Topline: Famed investor and Shark Tank host Mark Cuban became the latest billionaire to criticize Elizabeth Warren’s proposed wealth tax in a series of tweets over the weekend, calling her the “smartest of all candidates” but also comparing her to President Donald Trump for “divert[ing] attention from reality” when it comes to her own wealth and funding Medicare For All.
- Cuban is the latest big-name figure to enter the Warren-billionaires debate, saying he is “fine” with paying more taxes but that Warren’s wealth tax is designed to hide her own wealth and income from the public.
- At a net worth of $12 million, Warren is the fourth-richest Democratic candidate in the 2020 field, behind the likes of Tom Steyer, John Delaney and Michael Bennet, according to Forbes’ estimates.
- Cuban said that qualifies her as being “filthy rich,” placing her within the richest 1% that she is targeting with her policy proposal.
- While Cuban declared her the “smartest” of the 2020 candidates, he also accused Warren of “intellectually misleading the public” on funding for her Medicare For All plan, drawing parallels with Trump’s tactics: “She is selling shiny objects to divert attention from reality.”
- Warren says her Medicare For All plan would cost $20.5 trillion over the next decade, while other policy experts put that closer to $32 trillion. Cuban said getting the funding approved within four years for the ambitious plan would be “nearly impossible.”
- Under Warren’s new calculator, which shows how much each billionaire would have to pay under her proposed wealth tax, Cuban would take a $205 million-per-year hit.

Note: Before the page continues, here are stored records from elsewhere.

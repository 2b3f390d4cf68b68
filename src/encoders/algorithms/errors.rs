use std::fmt;

/// Errors that can occur while decoding text back to its original form.
#[derive(Debug, Clone, PartialEq, Eq)]
pub enum DecodeError {
    /// The input contains a character outside the codec's alphabet
    InvalidCharacter {
        char: char,
        position: usize,
        input: String,
        valid_chars: String,
    },
    /// The padding is malformed or incorrect
    InvalidPadding,
    /// Invalid length for the encoding format
    InvalidLength {
        actual: usize,
        expected: String,
        hint: String,
    },
    /// A `%XX` escape or bit group could not be parsed
    MalformedEscape { position: usize, sequence: String },
    /// The decoded bytes are not valid UTF-8
    InvalidUtf8 { valid_up_to: usize },
}

impl DecodeError {
    /// Create an InvalidCharacter error with context
    pub fn invalid_character(c: char, position: usize, input: &str, valid_chars: &str) -> Self {
        // Truncate long inputs on a char boundary
        let display_input = if input.chars().count() > 60 {
            format!("{}...", input.chars().take(60).collect::<String>())
        } else {
            input.to_string()
        };

        DecodeError::InvalidCharacter {
            char: c,
            position,
            input: display_input,
            valid_chars: valid_chars.to_string(),
        }
    }

    /// Create an InvalidLength error
    pub fn invalid_length(
        actual: usize,
        expected: impl Into<String>,
        hint: impl Into<String>,
    ) -> Self {
        DecodeError::InvalidLength {
            actual,
            expected: expected.into(),
            hint: hint.into(),
        }
    }

    pub fn malformed_escape(position: usize, sequence: impl Into<String>) -> Self {
        DecodeError::MalformedEscape {
            position,
            sequence: sequence.into(),
        }
    }
}

impl From<std::string::FromUtf8Error> for DecodeError {
    fn from(err: std::string::FromUtf8Error) -> Self {
        DecodeError::InvalidUtf8 {
            valid_up_to: err.utf8_error().valid_up_to(),
        }
    }
}

impl fmt::Display for DecodeError {
    fn fmt(&self, f: &mut fmt::Formatter<'_>) -> fmt::Result {
        match self {
            DecodeError::InvalidCharacter {
                char: c,
                position,
                input,
                valid_chars,
            } => {
                writeln!(f, "invalid character '{}' at position {}", c, position)?;
                writeln!(f)?;

                // Show input with caret pointing at error position
                let caret_offset = input.chars().take(*position).count();
                writeln!(f, "  {}", input)?;
                writeln!(f, "  {}^", " ".repeat(caret_offset))?;
                writeln!(f)?;

                let hint_chars = if valid_chars.chars().count() > 80 {
                    format!("{}...", valid_chars.chars().take(80).collect::<String>())
                } else {
                    valid_chars.clone()
                };
                write!(f, "hint: valid characters: {}", hint_chars)
            }
            DecodeError::InvalidPadding => {
                writeln!(f, "invalid padding")?;
                write!(
                    f,
                    "\nhint: check for missing or incorrect '=' characters at end of input"
                )
            }
            DecodeError::InvalidLength {
                actual,
                expected,
                hint,
            } => {
                writeln!(f, "invalid length for decode")?;
                writeln!(f)?;
                writeln!(f, "  input is {} characters, expected {}", actual, expected)?;
                writeln!(f)?;
                write!(f, "hint: {}", hint)
            }
            DecodeError::MalformedEscape { position, sequence } => {
                write!(
                    f,
                    "malformed sequence '{}' at byte offset {}",
                    sequence, position
                )
            }
            DecodeError::InvalidUtf8 { valid_up_to } => {
                writeln!(f, "decoded bytes are not valid UTF-8")?;
                write!(
                    f,
                    "\nhint: the first {} bytes decode cleanly; the input may be binary data",
                    valid_up_to
                )
            }
        }
    }
}

impl std::error::Error for DecodeError {}

/// Error when an algorithm id is not in the catalog
#[derive(Debug, Clone, PartialEq, Eq)]
pub struct AlgorithmNotFoundError {
    pub name: String,
    pub suggestion: Option<String>,
}

impl AlgorithmNotFoundError {
    pub fn new(name: impl Into<String>, suggestion: Option<String>) -> Self {
        Self {
            name: name.into(),
            suggestion,
        }
    }
}

impl fmt::Display for AlgorithmNotFoundError {
    fn fmt(&self, f: &mut fmt::Formatter<'_>) -> fmt::Result {
        write!(f, "algorithm '{}' not found", self.name)?;

        if let Some(suggestion) = &self.suggestion {
            write!(f, "\n\nhint: did you mean '{}'?", suggestion)?;
        }

        Ok(())
    }
}

impl std::error::Error for AlgorithmNotFoundError {}

/// Calculate Levenshtein distance between two strings
fn levenshtein_distance(s1: &str, s2: &str) -> usize {
    let len1 = s1.chars().count();
    let len2 = s2.chars().count();

    if len1 == 0 {
        return len2;
    }
    if len2 == 0 {
        return len1;
    }

    let mut prev_row: Vec<usize> = (0..=len2).collect();
    let mut curr_row = vec![0; len2 + 1];

    for (i, c1) in s1.chars().enumerate() {
        curr_row[0] = i + 1;

        for (j, c2) in s2.chars().enumerate() {
            let cost = if c1 == c2 { 0 } else { 1 };
            curr_row[j + 1] = (curr_row[j] + 1)
                .min(prev_row[j + 1] + 1)
                .min(prev_row[j] + cost);
        }

        std::mem::swap(&mut prev_row, &mut curr_row);
    }

    prev_row[len2]
}

/// Find the closest matching algorithm id
pub fn find_closest_algorithm<'a, I>(name: &str, available: I) -> Option<String>
where
    I: IntoIterator<Item = &'a str>,
{
    let name = name.to_lowercase();
    let threshold = if name.chars().count() < 5 { 2 } else { 3 };

    let mut best_match = None;
    let mut best_distance = usize::MAX;

    for candidate in available {
        let distance = levenshtein_distance(&name, candidate);
        if distance < best_distance && distance <= threshold {
            best_distance = distance;
            best_match = Some(candidate.to_string());
        }
    }

    best_match
}

#[cfg(test)]
mod tests {
    use super::*;

    #[test]
    fn test_levenshtein_distance() {
        assert_eq!(levenshtein_distance("base64", "base64"), 0);
        assert_eq!(levenshtein_distance("base64", "base32"), 2);
        assert_eq!(levenshtein_distance("bas64", "base64"), 1);
        assert_eq!(levenshtein_distance("", "sha256"), 6);
    }

    #[test]
    fn test_find_closest_algorithm() {
        let ids = ["base64", "base32", "hex", "sha256", "rot13"];

        assert_eq!(
            find_closest_algorithm("bas64", ids),
            Some("base64".to_string())
        );
        assert_eq!(
            find_closest_algorithm("SHA265", ids),
            Some("sha256".to_string())
        );
        assert_eq!(find_closest_algorithm("whirlpool", ids), None);
    }

    #[test]
    fn test_invalid_character_display() {
        let err = DecodeError::invalid_character('_', 12, "SGVsbG9faW52YWxpZA==", "A-Za-z0-9+/=");
        let display = err.to_string();

        assert!(display.contains("invalid character '_' at position 12"));
        assert!(display.contains("SGVsbG9faW52YWxpZA=="));
        assert!(display.contains("^"));
        assert!(display.contains("hint:"));
    }

    #[test]
    fn test_invalid_length_display() {
        let err = DecodeError::invalid_length(
            13,
            "multiple of 4",
            "add padding (=) or check for missing characters",
        );
        let display = err.to_string();

        assert!(display.contains("invalid length"));
        assert!(display.contains("13 characters"));
        assert!(display.contains("multiple of 4"));
    }

    #[test]
    fn test_utf8_conversion() {
        let err: DecodeError = String::from_utf8(vec![b'a', 0xff]).unwrap_err().into();
        assert_eq!(err, DecodeError::InvalidUtf8 { valid_up_to: 1 });
    }

    #[test]
    fn test_not_found_display() {
        let err = AlgorithmNotFoundError::new("bas64", Some("base64".to_string()));
        let display = err.to_string();

        assert!(display.contains("algorithm 'bas64' not found"));
        assert!(display.contains("did you mean 'base64'?"));
    }
}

Big number: Cuban, who owns the NBA’s Dallas Mavericks, has a net worth of $4.1 billion, according to Forbes.
Key background: Cuban is just one of many billionaires to recently criticize Warren’s platform of taxing the ultrarich. He joins an ever-growing list of names, including Microsoft cofounder Bill Gates, hedge fund billionaire Paul Tudor Jones, JPMorgan Chase CEO Jamie Dimon and billionaire investor Leon Cooperman—who was the first to publicly sparr with Warren on the topic. Several have even shared gloomy predictions of what a Warren presidency would mean for the stock market: Anywhere between a 10% to 25% drop.
Tangent: Warren’s wealth tax isn’t only causing panic among billionaires. It’s also starting to alarm major Democratic donors—some finance executives have warned that they’ll sit out, or back Trump, if Warren clinches the nomination in 2020, according to CNBC.